◆ WHAT IS BEING ASKED: Gather each line of the entries below that includes "NamedTempFile".

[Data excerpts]
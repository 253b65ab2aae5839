//! Runs the `tela` binary end to end.

use std::io::Write;
use std::process::{Command, Output, Stdio};

use tempfile::NamedTempFile;

fn tela() -> Command {
    let mut cmd = Command::new(env!("CARGO_BIN_EXE_tela"));
    cmd.env_remove("RUST_LOG").env_remove("TELARC");
    cmd
}

fn script_file(src: &str) -> NamedTempFile {
    let mut f = NamedTempFile::new().expect("temp script");
    f.write_all(src.as_bytes()).expect("write script");
    f
}

fn stdout(out: &Output) -> String {
    String::from_utf8_lossy(&out.stdout).into_owned()
}

#[test]
fn dump_prints_draw_calls() {
    let f = script_file("set x = 2\nset y = 3\ndisplay(x + y)\nbogus\n");
    let out = tela().arg("-f").arg("--dump").arg(f.path()).output().unwrap();
    assert!(out.status.success(), "{out:?}");
    assert_eq!(
        stdout(&out),
        "10\t20\t#000000\t5\n10\t40\t#FF0000\tErro: Comando desconhecido: bogus\n"
    );
}

#[test]
fn reads_script_from_stdin() {
    let mut child = tela()
        .args(["-f", "--dump", "-"])
        .stdin(Stdio::piped())
        .stdout(Stdio::piped())
        .spawn()
        .unwrap();
    child
        .stdin
        .take()
        .unwrap()
        .write_all(b"display('hi')\n")
        .unwrap();
    let out = child.wait_with_output().unwrap();
    assert!(out.status.success());
    assert_eq!(stdout(&out), "10\t20\t#000000\thi\n");
}

#[test]
fn unknown_target_exits_with_error() {
    let f = script_file("display(1)\n");
    let out = tela()
        .args(["-f", "--dump", "-snowhere"])
        .arg(f.path())
        .output()
        .unwrap();
    assert_eq!(out.status.code(), Some(1));
    assert!(stdout(&out).is_empty());
    let err = String::from_utf8_lossy(&out.stderr);
    assert!(err.contains("Canvas não encontrado ou contexto inválido: nowhere"), "{err}");
}

#[test]
fn rc_file_renames_the_surface() {
    let rc = script_file("; test rc\nset surface=canvas\n");
    let f = script_file("display(1)\n");
    let mut rc_flag = std::ffi::OsString::from("-f");
    rc_flag.push(rc.path());

    let out = tela()
        .arg(&rc_flag)
        .args(["--dump", "-scanvas"])
        .arg(f.path())
        .output()
        .unwrap();
    assert!(out.status.success(), "{out:?}");
    assert_eq!(stdout(&out), "10\t20\t#000000\t1\n");

    // `main` no longer exists
    let out = tela().arg(&rc_flag).arg("--dump").arg("-smain").arg(f.path()).output().unwrap();
    assert_eq!(out.status.code(), Some(1));
}

#[test]
fn lists_commands() {
    let out = tela().arg("--commands").output().unwrap();
    assert!(out.status.success());
    assert_eq!(stdout(&out), "display\nset\n");
}

#[test]
fn bad_option_prints_usage() {
    let out = tela().arg("-z").output().unwrap();
    assert_eq!(out.status.code(), Some(1));
    let err = String::from_utf8_lossy(&out.stderr);
    assert!(err.contains("unknown option: -z"));
    assert!(err.contains("Usage: tela"));
}

#[test]
fn missing_script_file_fails() {
    let out = tela()
        .args(["-f", "--dump", "/definitely/not/here.tela"])
        .output()
        .unwrap();
    assert_eq!(out.status.code(), Some(1));
    assert!(String::from_utf8_lossy(&out.stderr).starts_with("tela: /definitely/not/here.tela"));
}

◆ RESPONSE:
use tempfile::NamedTempFile;
fn script_file(src: &str) -> NamedTempFile {
    let mut f = NamedTempFile::new().expect("temp script");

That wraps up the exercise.